● **TASK INSTRUCTIONS**
Retype all of the data without changing a single word.

(INPUT FOR THIS TASK)

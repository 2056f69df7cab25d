use std::sync::Arc;
use std::sync::atomic::{AtomicU64, Ordering};
use std::thread;
use std::time::Duration;

use tokio::runtime::Handle;
use tokio::sync::watch;
use tracing::{debug, warn};

pub const DEFAULT_RESET_AFTER: Duration = Duration::from_millis(2000);

#[derive(Debug, Clone, Copy, PartialEq, Eq, Default)]
pub enum ResetPolicy {
    //Every copy schedules its own reset, the earliest one clears the flag
    #[default]
    Independent,
    //Only the reset of the latest copy may clear the flag
    Restart,
}

/// The transient "copied" flag shown after a successful clipboard write.
pub struct CopyIndicator {
    state: Arc<watch::Sender<bool>>,
    generation: Arc<AtomicU64>,
    reset_after: Duration,
    policy: ResetPolicy,
}

impl CopyIndicator {
    pub fn new(reset_after: Duration, policy: ResetPolicy) -> Self {
        let (state, _) = watch::channel(false);
        Self {
            state: Arc::new(state),
            generation: Arc::new(AtomicU64::new(0)),
            reset_after,
            policy,
        }
    }

    pub fn is_copied(&self) -> bool {
        *self.state.borrow()
    }

    pub fn subscribe(&self) -> watch::Receiver<bool> {
        self.state.subscribe()
    }

    pub fn reset_after(&self) -> Duration {
        self.reset_after
    }

    pub fn policy(&self) -> ResetPolicy {
        self.policy
    }

    pub fn mark_copied(&mut self) {
        let mine = self.generation.fetch_add(1, Ordering::SeqCst) + 1;
        self.state.send_replace(true);

        let state = Arc::clone(&self.state);
        let generation = Arc::clone(&self.generation);
        let policy = self.policy;
        let delay = self.reset_after;
        let reset = move || {
            if policy == ResetPolicy::Restart && generation.load(Ordering::SeqCst) != mine {
                //A later copy owns the window now
                return;
            }
            state.send_replace(false);
            debug!("Copy feedback cleared after {:?}", delay);
        };

        match Handle::try_current() {
            Ok(handle) => {
                handle.spawn(async move {
                    tokio::time::sleep(delay).await;
                    reset();
                });
            }
            Err(_) => {
                warn!("No tokio runtime, clearing copy feedback from a plain thread");
                thread::spawn(move || {
                    thread::sleep(delay);
                    reset();
                });
            }
        }
    }
}

impl Default for CopyIndicator {
    fn default() -> Self {
        Self::new(DEFAULT_RESET_AFTER, ResetPolicy::default())
    }
}
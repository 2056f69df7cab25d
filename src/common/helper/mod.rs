pub mod config;
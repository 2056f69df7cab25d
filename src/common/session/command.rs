use std::str::FromStr;

use crate::common::error::CommandError;
use crate::common::generator::PasswordOptions;

pub const HELP: &str = "\
Available commands:
  length <6-32>          - Set the password length (alias: len)
  digits                 - Toggle digits 0-9
  symbols                - Toggle symbols
  new                    - Generate a new password (aliases: generate, regen)
  copy                   - Copy the password to the clipboard
  show                   - Show the current password and options
  save                   - Save the current options as defaults
  help                   - Show this help message
  exit/quit              - Exit";

/// One user intent typed at the prompt.
#[derive(Debug, Clone, Copy, PartialEq, Eq)]
pub enum Command {
    SetLength(usize),
    ToggleDigits,
    ToggleSymbols,
    Regenerate,
    Copy,
    Show,
    Save,
    Help,
    Quit,
}

impl FromStr for Command {
    type Err = CommandError;

    fn from_str(line: &str) -> Result<Self, Self::Err> {
        let parts: Vec<&str> = line.split_whitespace().collect();
        let command = match parts.as_slice() {
            [] => return Err(CommandError::Empty),
            ["length" | "len"] => return Err(CommandError::MissingLength),
            ["length" | "len", value] => Command::SetLength(parse_length(value)?),
            ["digits" | "numbers"] => Command::ToggleDigits,
            ["symbols" | "chars"] => Command::ToggleSymbols,
            ["new" | "generate" | "regen"] => Command::Regenerate,
            ["copy"] => Command::Copy,
            ["show"] => Command::Show,
            ["save"] => Command::Save,
            ["help"] => Command::Help,
            ["exit" | "quit"] => Command::Quit,
            _ => return Err(CommandError::Unknown(line.trim().to_string())),
        };
        Ok(command)
    }
}

//The prompt plays the role of the range slider, so it clamps here
fn parse_length(value: &str) -> Result<usize, CommandError> {
    let length = value
        .parse::<usize>()
        .map_err(|_| CommandError::InvalidLength(value.to_string()))?;
    if !PasswordOptions::length_in_range(length) {
        return Err(CommandError::LengthOutOfRange(length));
    }
    Ok(length)
}

#[cfg(test)]
mod tests {
    use super::*;

    #[test]
    fn test_parse_commands() {
        assert_eq!("length 12".parse(), Ok(Command::SetLength(12)));
        assert_eq!("  len   6 ".parse(), Ok(Command::SetLength(6)));
        assert_eq!("digits".parse(), Ok(Command::ToggleDigits));
        assert_eq!("symbols".parse(), Ok(Command::ToggleSymbols));
        assert_eq!("regen".parse(), Ok(Command::Regenerate));
        assert_eq!("generate".parse(), Ok(Command::Regenerate));
        assert_eq!("copy".parse(), Ok(Command::Copy));
        assert_eq!("show".parse(), Ok(Command::Show));
        assert_eq!("save".parse(), Ok(Command::Save));
        assert_eq!("help".parse(), Ok(Command::Help));
        assert_eq!("quit".parse(), Ok(Command::Quit));
    }

    #[test]
    fn test_length_is_range_checked() {
        assert_eq!("length 32".parse(), Ok(Command::SetLength(32)));
        assert_eq!(
            "length 5".parse::<Command>(),
            Err(CommandError::LengthOutOfRange(5))
        );
        assert_eq!(
            "length 33".parse::<Command>(),
            Err(CommandError::LengthOutOfRange(33))
        );
        assert_eq!(
            "length -1".parse::<Command>(),
            Err(CommandError::InvalidLength("-1".to_string()))
        );
        assert_eq!("length".parse::<Command>(), Err(CommandError::MissingLength));
    }

    #[test]
    fn test_bad_input() {
        assert_eq!("   ".parse::<Command>(), Err(CommandError::Empty));
        assert_eq!(
            "digits please".parse::<Command>(),
            Err(CommandError::Unknown("digits please".to_string()))
        );
    }
}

(End INPUT FOR THIS TASK)

● **COMPLETED EXERCISE**
repository 2056f69df7cab25d
use std::sync::Arc;
use std::sync::atomic::{AtomicU64, Ordering};
use std::thread;
use std::time::Duration;

use tokio::runtime::Handle;
use tokio::sync::watch;
use tracing::{debug, warn};

pub const DEFAULT_RESET_AFTER: Duration = Duration::from_millis(2000);

#[derive(Debug, Clone, Copy, PartialEq, Eq, Default)]
pub enum ResetPolicy {
    //Every copy schedules its own reset, the earliest one clears the flag
    #[default]
    Independent,
    //Only the reset of the latest copy may clear the flag
    Restart,
}

/// The transient "copied" flag shown after a successful clipboard write.
pub struct CopyIndicator {
    state: Arc<watch::Sender<bool>>,
    generation: Arc<AtomicU64>,
    reset_after: Duration,
    policy: ResetPolicy,
}

impl CopyIndicator {
    pub fn new(reset_after: Duration, policy: ResetPolicy) -> Self {
        let (state, _) = watch::channel(false);
        Self {
            state: Arc::new(state),
            generation: Arc::new(AtomicU64::new(0)),
            reset_after,
            policy,
        }
    }

    pub fn is_copied(&self) -> bool {
        *self.state.borrow()
    }

    pub fn subscribe(&self) -> watch::Receiver<bool> {
        self.state.subscribe()
    }

    pub fn reset_after(&self) -> Duration {
        self.reset_after
    }

    pub fn policy(&self) -> ResetPolicy {
        self.policy
    }

    pub fn mark_copied(&mut self) {
        let mine = self.generation.fetch_add(1, Ordering::SeqCst) + 1;
        self.state.send_replace(true);

        let state = Arc::clone(&self.state);
        let generation = Arc::clone(&self.generation);
        let policy = self.policy;
        let delay = self.reset_after;
        let reset = move || {
            if policy == ResetPolicy::Restart && generation.load(Ordering::SeqCst) != mine {
                //A later copy owns the window now
                return;
            }
            state.send_replace(false);
            debug!("Copy feedback cleared after {:?}", delay);
        };

        match Handle::try_current() {
            Ok(handle) => {
                handle.spawn(async move {
                    tokio::time::sleep(delay).await;
                    reset();
                });
            }
            Err(_) => {
                warn!("No tokio runtime, clearing copy feedback from a plain thread");
                thread::spawn(move || {
                    thread::sleep(delay);
                    reset();
                });
            }
        }
    }
}

impl Default for CopyIndicator {
    fn default() -> Self {
        Self::new(DEFAULT_RESET_AFTER, ResetPolicy::default())
    }
}
repository 2056f69df7cab25d
filename src/common/helper/mod.rs
pub mod config;
repository 2056f69df7cab25d
filename src/common/session/command.rs
use std::str::FromStr;

use crate::common::error::CommandError;
use crate::common::generator::PasswordOptions;

pub const HELP: &str = "\
Available commands:
  length <6-32>          - Set the password length (alias: len)
  digits                 - Toggle digits 0-9
  symbols                - Toggle symbols
  new                    - Generate a new password (aliases: generate, regen)
  copy                   - Copy the password to the clipboard
  show                   - Show the current password and options
  save                   - Save the current options as defaults
  help                   - Show this help message
  exit/quit              - Exit";

/// One user intent typed at the prompt.
#[derive(Debug, Clone, Copy, PartialEq, Eq)]
pub enum Command {
    SetLength(usize),
    ToggleDigits,
    ToggleSymbols,
    Regenerate,
    Copy,
    Show,
    Save,
    Help,
    Quit,
}

impl FromStr for Command {
    type Err = CommandError;

    fn from_str(line: &str) -> Result<Self, Self::Err> {
        let parts: Vec<&str> = line.split_whitespace().collect();
        let command = match parts.as_slice() {
            [] => return Err(CommandError::Empty),
            ["length" | "len"] => return Err(CommandError::MissingLength),
            ["length" | "len", value] => Command::SetLength(parse_length(value)?),
            ["digits" | "numbers"] => Command::ToggleDigits,
            ["symbols" | "chars"] => Command::ToggleSymbols,
            ["new" | "generate" | "regen"] => Command::Regenerate,
            ["copy"] => Command::Copy,
            ["show"] => Command::Show,
            ["save"] => Command::Save,
            ["help"] => Command::Help,
            ["exit" | "quit"] => Command::Quit,
            _ => return Err(CommandError::Unknown(line.trim().to_string())),
        };
        Ok(command)
    }
}

//The prompt plays the role of the range slider, so it clamps here
fn parse_length(value: &str) -> Result<usize, CommandError> {
    let length = value
        .parse::<usize>()
        .map_err(|_| CommandError::InvalidLength(value.to_string()))?;
    if !PasswordOptions::length_in_range(length) {
        return Err(CommandError::LengthOutOfRange(length));
    }
    Ok(length)
}

#[cfg(test)]
mod tests {
    use super::*;

    #[test]
    fn test_parse_commands() {
        assert_eq!("length 12".parse(), Ok(Command::SetLength(12)));
        assert_eq!("  len   6 ".parse(), Ok(Command::SetLength(6)));
        assert_eq!("digits".parse(), Ok(Command::ToggleDigits));
        assert_eq!("symbols".parse(), Ok(Command::ToggleSymbols));
        assert_eq!("regen".parse(), Ok(Command::Regenerate));
        assert_eq!("generate".parse(), Ok(Command::Regenerate));
        assert_eq!("copy".parse(), Ok(Command::Copy));
        assert_eq!("show".parse(), Ok(Command::Show));
        assert_eq!("save".parse(), Ok(Command::Save));
        assert_eq!("help".parse(), Ok(Command::Help));
        assert_eq!("quit".parse(), Ok(Command::Quit));
    }

    #[test]
    fn test_length_is_range_checked() {
        assert_eq!("length 32".parse(), Ok(Command::SetLength(32)));
        assert_eq!(
            "length 5".parse::<Command>(),
            Err(CommandError::LengthOutOfRange(5))
        );
        assert_eq!(
            "length 33".parse::<Command>(),
            Err(CommandError::LengthOutOfRange(33))
        );
        assert_eq!(
            "length -1".parse::<Command>(),
            Err(CommandError::InvalidLength("-1".to_string()))
        );
        assert_eq!("length".parse::<Command>(), Err(CommandError::MissingLength));
    }

    #[test]
    fn test_bad_input() {
        assert_eq!("   ".parse::<Command>(), Err(CommandError::Empty));
        assert_eq!(
            "digits please".parse::<Command>(),
            Err(CommandError::Unknown("digits please".to_string()))
        );
    }
}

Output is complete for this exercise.